The two youngest porphyry belts are the most important from an economic viewpoint (see Figure 1).  They have the largest deposits and concentrating most current mining operations.  The majority of the older porphyry Cu-Mo deposits are subeconomic (in 2007).  Only Cerro Colorado (Eocene), Lomas Bayas (Palaeocene), Andacollo and Dos Amigos (Early Cretaceous, are currently mined (2005).and Spence (Eocene) is under development.

Late Eocene-early Oligocene

This is the most significant Chilean porphyry belt. It extends for 1400km along the Domeyko Cordillera and can be traced from the Peruvian border.  There are up to 30 Cu-Mo deposits and prospects with the highest amount of copper resources. Has 220 million tonnes of Cu.

The deposits are not regularly distributed along on this north-south trending belt, but rather form local clusters with areas of <200 km2.-1945

Other Porphyry Deposits

Just to make sure readers are aware, there are other porphyry deposits.  As you would expect, during the research part of this article, I came across a lot of information. I know there are many other copper porphyry deposits in the world.  There is the Tujuh Bukit in Indonesia, the giant Bingham Cu-Mo-Au in Utah USA. and many others spread all over the world.

I came across one project in China and learned that the porphyry here is different from those that are at the Andes.  I am sure that there are more cases of similar type deposits but while researching, it just happened that I came across these in China before the others.

Most porphyry Cu deposits in the world occur in magmatic arc settings and are formed in association with calc-alkaline arc magmas related to subduction of oceanic-slab, including porphyry Cu-Au and gold-rich porphyry Cu deposits which usually distributed in island arc setting, while porphyry Cu-Mo, Mo deposits in continental arc settings.[4]

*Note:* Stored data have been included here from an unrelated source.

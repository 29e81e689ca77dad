//! Random source trait and implementations.

use rand::rngs::StdRng;
use rand::{Rng, SeedableRng};

/// A uniform random source on `[0, 1)`.
///
/// Ants draw one value per move for roulette-wheel selection; the colony
/// draws start towns through [`next_index`](Self::next_index).
pub trait RandomSource {
    /// Returns a value uniformly distributed on `[0, 1)`.
    fn next_unit(&mut self) -> f64;

    /// Returns an index uniformly distributed on `0..len`.
    ///
    /// `len` must be non-zero. The default maps [`next_unit`](Self::next_unit)
    /// onto the range.
    fn next_index(&mut self, len: usize) -> usize {
        debug_assert!(len > 0, "next_index on an empty range");
        let i = (self.next_unit() * len as f64) as usize;
        i.min(len.saturating_sub(1))
    }
}

impl<R: RandomSource + ?Sized> RandomSource for Box<R> {
    fn next_unit(&mut self) -> f64 {
        (**self).next_unit()
    }

    fn next_index(&mut self, len: usize) -> usize {
        (**self).next_index(len)
    }
}

/// Seedable random source backed by [`StdRng`].
///
/// The same seed yields the same sequence for a given `rand` version.
///
/// # Examples
///
/// ```
/// use ant_colony::random::{RandomSource, SeededRandom};
///
/// let mut a = SeededRandom::new(42);
/// let mut b = SeededRandom::new(42);
/// let u = a.next_unit();
/// assert!((0.0..1.0).contains(&u));
/// assert_eq!(u, b.next_unit());
/// ```
#[derive(Debug, Clone)]
pub struct SeededRandom {
    seed: Option<u64>,
    rng: StdRng,
}

impl SeededRandom {
    /// Creates a reproducible source from `seed`.
    pub fn new(seed: u64) -> Self {
        Self {
            seed: Some(seed),
            rng: StdRng::seed_from_u64(seed),
        }
    }

    /// Creates a source seeded from the operating system.
    pub fn from_entropy() -> Self {
        Self {
            seed: None,
            rng: StdRng::from_os_rng(),
        }
    }

    /// The seed this source was created with, if any.
    pub fn seed(&self) -> Option<u64> {
        self.seed
    }
}

impl RandomSource for SeededRandom {
    fn next_unit(&mut self) -> f64 {
        self.rng.random::<f64>()
    }

    fn next_index(&mut self, len: usize) -> usize {
        self.rng.random_range(0..len)
    }
}

/// Replays a fixed list of values in a cycle.
///
/// Values are clamped into `[0, 1)`. An empty script always yields `0.0`.
///
/// # Examples
///
/// ```
/// use ant_colony::random::{RandomSource, ScriptedRandom};
///
/// let mut r = ScriptedRandom::new(vec![0.25, 0.75]);
/// assert_eq!(r.next_unit(), 0.25);
/// assert_eq!(r.next_unit(), 0.75);
/// assert_eq!(r.next_unit(), 0.25);
/// assert_eq!(r.next_index(4), 3);
/// ```
#[derive(Debug, Clone)]
pub struct ScriptedRandom {
    values: Vec<f64>,
    cursor: usize,
}

impl ScriptedRandom {
    /// Creates a source replaying `values`.
    pub fn new(values: Vec<f64>) -> Self {
        let values = values
            .into_iter()
            .map(|v| if v.is_finite() { v.clamp(0.0, 1.0 - f64::EPSILON) } else { 0.0 })
            .collect();
        Self { values, cursor: 0 }
    }

    /// A source that always yields `value`.
    pub fn constant(value: f64) -> Self {
        Self::new(vec![value])
    }
}

impl RandomSource for ScriptedRandom {
    fn next_unit(&mut self) -> f64 {
        if self.values.is_empty() {
            return 0.0;
        }
        let v = self.values[self.cursor % self.values.len()];
        self.cursor += 1;
        v
    }
}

There are some significant porphyry Cu deposits in China, unrelated subduction, including porphyry Cu(-Mo,-Au), Mo, Au, Pb-Zn deposits, mainly distributed in Tibet, Qinling collisional orogen belts, and Yanshanian intracontinental settings in Eastern China. These porphyry deposits show many differences from those which are formed in magmatic arc settings, such as geodynamic settings, tectonic control, magma source, and ore-forming fluid system. [4]

I have chosen a Chinese example as they are normally not talked about in the general public.  If these projects ever come into an Australian Stock Exchange (ASX) company, most people would not have been exposed to what is in China.  It occurs within a cluster of other porphyry deposits but this area is relatively unknown to the general investor.  Similarly, most investors did not know about the clusters of nickel mines that run north of the nickel sulphide project owned by Blackstone Minerals Limited (ASX: BSX) in Vietnam.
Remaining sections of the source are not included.